CIPHER is a large language model fine-tuned specifically to guide beginners to penetrate into target machines with expert reasoning. Penetration testing is a complex task that can not be mastered quickly. Most of beginner starts their journey by asking others or experts, mostly for a hints or nudges. This will keep going until they can develop their own out-of-the-box reasoning, gained from experience.

We believed that experience is the best teacher, and penetration testing can not be mastered just by reading the book or literature. Even the technique is written in multiple sources such as Hacktricks, PayloadAllTheThings, ExploitDB, etc., the out of the box reasoning process happens inside penetration tester brain is undocumented, except in their writeups. And this is where CIPHER focused. CIPHER trained from experience-based knowledge gained from experts writeups.

TLDR: CIPHER is an LLM fine tuned for penetration testing guidance. CIPHER knowledge is based on writeups augmented into expert conversation. While FARR Flow is a method to measure the guidance accuracy for LLM by utilizing existing writeups.

Quick Start

1. Clone the repository:

git clone https://github.com/ibndias/CIPHER.git

2. Generate FARR Flow

We have two vulnerable machine writeups example from 0xdf blogs HTB Aero and HTB Analytics. Both are already available inside /farr-generation/source/htb-0xdf-small directory in markdown format.

Let's generate FARR Flows based on these writeups:

cd CIPHER/farr-generation
python farr-gen.py full ./source/htb-0xdf-small ./output/htb-0xdf-small-flow

Now the FARR Flows is generated and saved in ./output/htb-0xdf-small-flow-foothold.

3. Evaluate the model

Once we have the FARR Flows, we can start evaluating our model. For this example, we will evaluate gpt-3.5-turbo performance on HTB Aero and HTB Analytics vulnerable machines with gpt-4o-mini as evaluator.

The criteria that we measure is service.
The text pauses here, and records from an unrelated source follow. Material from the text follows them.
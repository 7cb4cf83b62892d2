//! Configuration errors.

use std::path::PathBuf;

use thiserror::Error;

#[derive(Debug, Error)]
pub enum ConfigError {
    #[error("Config file not found: {}", .0.display())]
    NotFound(PathBuf),

    /// A config file that exists but does not parse.
    #[error("Invalid config in {}: {message}", path.display())]
    InvalidFormat { path: PathBuf, message: String },

    #[error("Invalid value for {field}: {message}")]
    InvalidValue { field: String, message: String },

    #[error("Environment variable not set: {0}")]
    EnvVarNotSet(String),

    #[error("IO error: {0}")]
    Io(#[from] std::io::Error),

    #[error("TOML parse error: {0}")]
    TomlParse(#[from] toml::de::Error),
}
//! Page protocol definitions.
//!
//! A [`Page`] is the document the engine drives. Elements are addressed
//! through opaque [`ElementRef`] handles issued by the backend; a handle
//! stays valid after its element leaves the document, so watchers can
//! notice removal through [`Page::is_connected`].

use async_trait::async_trait;
use serde::{Deserialize, Serialize};
use tokio::sync::broadcast;

use crate::error::PageError;

/// Opaque element handle issued by a page backend.
#[derive(Debug, Clone, Copy, PartialEq, Eq, Hash, PartialOrd, Ord, Serialize, Deserialize)]
pub struct ElementRef(pub u64);

/// DOM property value. `None` in [`Page::property`] stands for `undefined`.
#[derive(Debug, Clone, PartialEq, Serialize, Deserialize)]
#[serde(untagged)]
pub enum PropertyValue {
    Bool(bool),
    Number(f64),
    Text(String),
}

impl PropertyValue {
    /// String conversion with JavaScript `String(x)` semantics.
    pub fn to_js_string(&self) -> String {
        match self {
            PropertyValue::Bool(b) => b.to_string(),
            PropertyValue::Number(n) if n.fract() == 0.0 && n.is_finite() => {
                format!("{}", *n as i64)
            }
            PropertyValue::Number(n) => n.to_string(),
            PropertyValue::Text(s) => s.clone(),
        }
    }

    /// JavaScript truthiness.
    pub fn is_truthy(&self) -> bool {
        match self {
            PropertyValue::Bool(b) => *b,
            PropertyValue::Number(n) => *n != 0.0 && !n.is_nan(),
            PropertyValue::Text(s) => !s.is_empty(),
        }
    }
}

/// Computed style and box metrics relevant to visibility checks.
#[derive(Debug, Clone, PartialEq, Serialize, Deserialize)]
#[serde(rename_all = "camelCase")]
pub struct VisibilityInfo {
    pub display: String,
    pub visibility: String,
    pub opacity: f64,
    pub width: f64,
    pub height: f64,
    /// The element or one of its ancestors carries the `hidden` class.
    pub hidden_class: bool,
}

impl VisibilityInfo {
    /// Displayed, not visibility-hidden and with a non-empty box.
    pub fn is_rendered(&self) -> bool {
        self.display != "none" && self.visibility != "hidden" && self.width > 0.0 && self.height > 0.0
    }

    /// Rendered, not fully transparent and not inside a `.hidden` subtree.
    pub fn is_visible(&self) -> bool {
        self.is_rendered() && self.opacity != 0.0 && !self.hidden_class
    }
}

#[derive(Debug, Clone, Copy, PartialEq, Eq, Hash, Serialize, Deserialize)]
#[serde(rename_all = "lowercase")]
pub enum EventKind {
    Click,
    Input,
    Change,
    Focus,
    Blur,
    MouseEnter,
    MouseLeave,
    KeyDown,
    KeyUp,
}

impl EventKind {
    pub fn as_str(&self) -> &'static str {
        match self {
            EventKind::Click => "click",
            EventKind::Input => "input",
            EventKind::Change => "change",
            EventKind::Focus => "focus",
            EventKind::Blur => "blur",
            EventKind::MouseEnter => "mouseenter",
            EventKind::MouseLeave => "mouseleave",
            EventKind::KeyDown => "keydown",
            EventKind::KeyUp => "keyup",
        }
    }

    /// DOM interface the event is constructed with.
    pub fn interface(&self) -> &'static str {
        match self {
            EventKind::Click | EventKind::MouseEnter | EventKind::MouseLeave => "MouseEvent",
            EventKind::KeyDown | EventKind::KeyUp => "KeyboardEvent",
            EventKind::Focus | EventKind::Blur => "FocusEvent",
            EventKind::Input | EventKind::Change => "Event",
        }
    }
}

/// A synthetic event to dispatch.
#[derive(Debug, Clone, PartialEq, Serialize, Deserialize)]
#[serde(rename_all = "camelCase")]
pub struct DomEvent {
    pub kind: EventKind,
    pub bubbles: bool,
    pub cancelable: bool,
    #[serde(default, skip_serializing_if = "Option::is_none")]
    pub button: Option<i16>,
    #[serde(default, skip_serializing_if = "Option::is_none")]
    pub key: Option<String>,
    #[serde(default, skip_serializing_if = "Option::is_none")]
    pub key_code: Option<u32>,
}

impl DomEvent {
    /// A plain event with the given bubbling behaviour.
    pub fn new(kind: EventKind, bubbles: bool) -> Self {
        Self {
            kind,
            bubbles,
            cancelable: false,
            button: None,
            key: None,
            key_code: None,
        }
    }

    /// Primary-button mouse event that bubbles and can be cancelled.
    pub fn mouse(kind: EventKind) -> Self {
        Self {
            cancelable: true,
            button: Some(0),
            ..Self::new(kind, true)
        }
    }

    /// Keyboard event; `keyCode` is the char code of the key's first character.
    pub fn keyboard(kind: EventKind, key: &str) -> Self {
        Self {
            key: Some(key.to_string()),
            key_code: Some(key.chars().next().map(u32::from).unwrap_or(0)),
            ..Self::new(kind, false)
        }
    }
}

#[derive(Debug, Clone, Copy, PartialEq, Eq)]
pub enum EventTarget {
    Element(ElementRef),
    Document,
}

#[derive(Debug, Clone, Copy, PartialEq, Eq, Serialize, Deserialize)]
#[serde(rename_all = "camelCase")]
pub enum MutationKind {
    ChildList,
    Attributes,
    CharacterData,
}

/// A change observed in the document.
#[derive(Debug, Clone, PartialEq, Eq, Serialize, Deserialize)]
#[serde(rename_all = "camelCase")]
pub struct MutationRecord {
    pub kind: MutationKind,
    pub target: ElementRef,
    #[serde(default, skip_serializing_if = "Option::is_none")]
    pub attribute_name: Option<String>,
}

/// A browser page the engine drives.
#[async_trait]
pub trait Page: Send + Sync {
    /// Evaluate an XPath and return matching elements in document order.
    ///
    /// With `context`, relative paths are evaluated from that element.
    async fn evaluate_xpath(
        &self,
        expression: &str,
        context: Option<ElementRef>,
    ) -> Result<Vec<ElementRef>, PageError>;

    /// First element matching a CSS selector.
    ///
    /// Fails with [`PageError::InvalidSelector`] when the selector cannot be parsed.
    async fn query_selector(&self, selector: &str) -> Result<Option<ElementRef>, PageError>;

    async fn query_selector_all(&self, selector: &str) -> Result<Vec<ElementRef>, PageError>;

    async fn element_by_id(&self, id: &str) -> Result<Option<ElementRef>, PageError>;

    /// Lowercase tag name.
    async fn tag_name(&self, el: ElementRef) -> Result<String, PageError>;

    async fn text_content(&self, el: ElementRef) -> Result<String, PageError>;

    /// Rendered text, skipping hidden subtrees.
    async fn inner_text(&self, el: ElementRef) -> Result<String, PageError>;

    async fn attribute(&self, el: ElementRef, name: &str) -> Result<Option<String>, PageError>;

    async fn property(&self, el: ElementRef, name: &str) -> Result<Option<PropertyValue>, PageError>;

    async fn set_property(
        &self,
        el: ElementRef,
        name: &str,
        value: PropertyValue,
    ) -> Result<(), PageError>;

    async fn visibility(&self, el: ElementRef) -> Result<VisibilityInfo, PageError>;

    async fn is_connected(&self, el: ElementRef) -> Result<bool, PageError>;

    async fn dispatch_event(&self, target: EventTarget, event: DomEvent) -> Result<(), PageError>;

    /// Focus the element, firing `focus`.
    async fn focus(&self, el: ElementRef) -> Result<(), PageError>;

    /// Remove focus from the element, firing `blur`.
    async fn blur(&self, el: ElementRef) -> Result<(), PageError>;

    async fn title(&self) -> Result<String, PageError>;

    async fn url(&self) -> Result<String, PageError>;

    async fn navigate(&self, url: &str) -> Result<(), PageError>;

    /// Live mutation feed, or `None` when the backend can only be polled.
    fn mutations(&self) -> Option<broadcast::Receiver<MutationRecord>>;
}

#[cfg(test)]
mod tests {
    use super::*;

    fn info() -> VisibilityInfo {
        VisibilityInfo {
            display: "block".to_string(),
            visibility: "visible".to_string(),
            opacity: 1.0,
            width: 10.0,
            height: 10.0,
            hidden_class: false,
        }
    }

    #[test]
    fn test_visibility_rules() {
        assert!(info().is_visible());

        let zero = VisibilityInfo { width: 0.0, ..info() };
        assert!(!zero.is_rendered());

        let transparent = VisibilityInfo { opacity: 0.0, ..info() };
        assert!(transparent.is_rendered());
        assert!(!transparent.is_visible());

        let classed = VisibilityInfo { hidden_class: true, ..info() };
        assert!(!classed.is_visible());

        let none = VisibilityInfo { display: "none".to_string(), ..info() };
        assert!(!none.is_rendered());
    }

    #[test]
    fn test_property_js_string() {
        assert_eq!(PropertyValue::Bool(true).to_js_string(), "true");
        assert_eq!(PropertyValue::Number(3.0).to_js_string(), "3");
        assert_eq!(PropertyValue::Number(1.5).to_js_string(), "1.5");
        assert_eq!(PropertyValue::Text("x".into()).to_js_string(), "x");
    }

    #[test]
    fn test_keyboard_event_key_code() {
        let ev = DomEvent::keyboard(EventKind::KeyDown, "Enter");
        assert_eq!(ev.key_code, Some(69));
        assert!(!ev.bubbles);
    }

    #[test]
    fn test_mouse_event_defaults() {
        let ev = DomEvent::mouse(EventKind::Click);
        assert!(ev.bubbles);
        assert!(ev.cancelable);
        assert_eq!(ev.button, Some(0));
        assert_eq!(ev.kind.interface(), "MouseEvent");
    }
}
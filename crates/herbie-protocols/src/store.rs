//! Persisted state protocol definitions.
//!
//! The engine treats keyword tables, the execution cursor, the stop flag and
//! the command tree as external key-value state. It reads them fresh at step
//! boundaries so a run can resume after the page (and all in-memory state)
//! is torn down.

use async_trait::async_trait;

use crate::command::Command;
use crate::error::StoreError;
use crate::keyword::Keyword;

/// Source of keyword aliases.
#[async_trait]
pub trait KeywordStore: Send + Sync {
    /// Keywords that apply on every domain.
    async fn global_keywords(&self) -> Result<Vec<Keyword>, StoreError>;

    /// Keywords scoped to a registrable domain such as `example.com`.
    async fn local_keywords(&self, domain: &str) -> Result<Vec<Keyword>, StoreError>;
}

/// Execution cursor, stop flag and command tree.
#[async_trait]
pub trait ExecutionStore: Send + Sync {
    /// Index of the last completed top-level step.
    async fn cursor(&self) -> Result<Option<usize>, StoreError>;

    async fn set_cursor(&self, line: usize) -> Result<(), StoreError>;

    async fn clear_cursor(&self) -> Result<(), StoreError>;

    async fn stop_flag(&self) -> Result<bool, StoreError>;

    async fn set_stop_flag(&self, stop: bool) -> Result<(), StoreError>;

    async fn command_tree(&self) -> Result<Vec<Command>, StoreError>;

    async fn set_command_tree(&self, tree: &[Command]) -> Result<(), StoreError>;
}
The score would represent how accurate the model in guiding user to penetrate the target based on the service accuracy:

Go to evaluation directory:

cd ../farr-evaluation

Generate the gpt-3.5-turbo response:

python farr-eval.py --test-model gpt-3.5-turbo --mode response --flow-dir ../farr-generation/output/htb-0xdf-small-flow-foothold --output-dir ./output-response-small

Evaluate the gpt-3.5-turbo response with gpt-4o-mini model based on service criteria:

python farr-eval.py --test-model gpt-3.5-turbo --mode eval --eval-model gpt-4o-mini --flow-dir ../farr-generation/output/htb-0xdf-small-flow-foothold --response-dir ./output-response-small --output-dir ./output-eval-small-service --criteria service

Get the average score:

python scoring.py ./output-eval-small-service

Now you get the average score of the model performance based on two vulnerable machines by service accuracy. In the paper we use three accuracy (service, vulnerability, outcome). To evaluate for different criteria, you can modify the --criteria arguments. To add your custom LLM inference endpoints, modify the farr-evaluation/utils/inference.py.

Dataset Augmentation

TODO: Explain

(Check the paper if you are curious)

Expert Guidance Conversation

Conversation Augmentation Pipeline

FARR Flow

Findings, Action, Reasoning, Result (FARR) Flow is a methodology to augments information from existing writeups as compact as possible. Most of penetration tester, including the experts documents their progress in a writeups.

Pipeline

Augmentation Example

However, there is no standards on how these writeups formatted. Therefore, the goal is to capture an ordered dynamics information gathered in penetration testing process which is written as natural language writeups.

What is exactly FARR?

Findings: Anything that has been found in the penetration testing process.
Action: Action that is taken after Findings is acknowledged, and taken based on Reasoning.
Reasoning: The rationale behind Action, the reason that is mostly absent in beginner knowledge.
Result: Summarizing the outcomes of the actions taken, including any successful exploits and their impact.

Project Structure

The project is organized into the following directories:

./farr-generation/: Contains scripts to generate FARR Flow from writeups.
./farr-evaluation/: Contains scripts to evaluate LLMs using previously generated FARR Flow.

FARR Flow Generation

To generate FARR Flow from the writeups that we have, follow these steps:

Generate Pentesting Flow Generate a pentesting flow from a directories of input files.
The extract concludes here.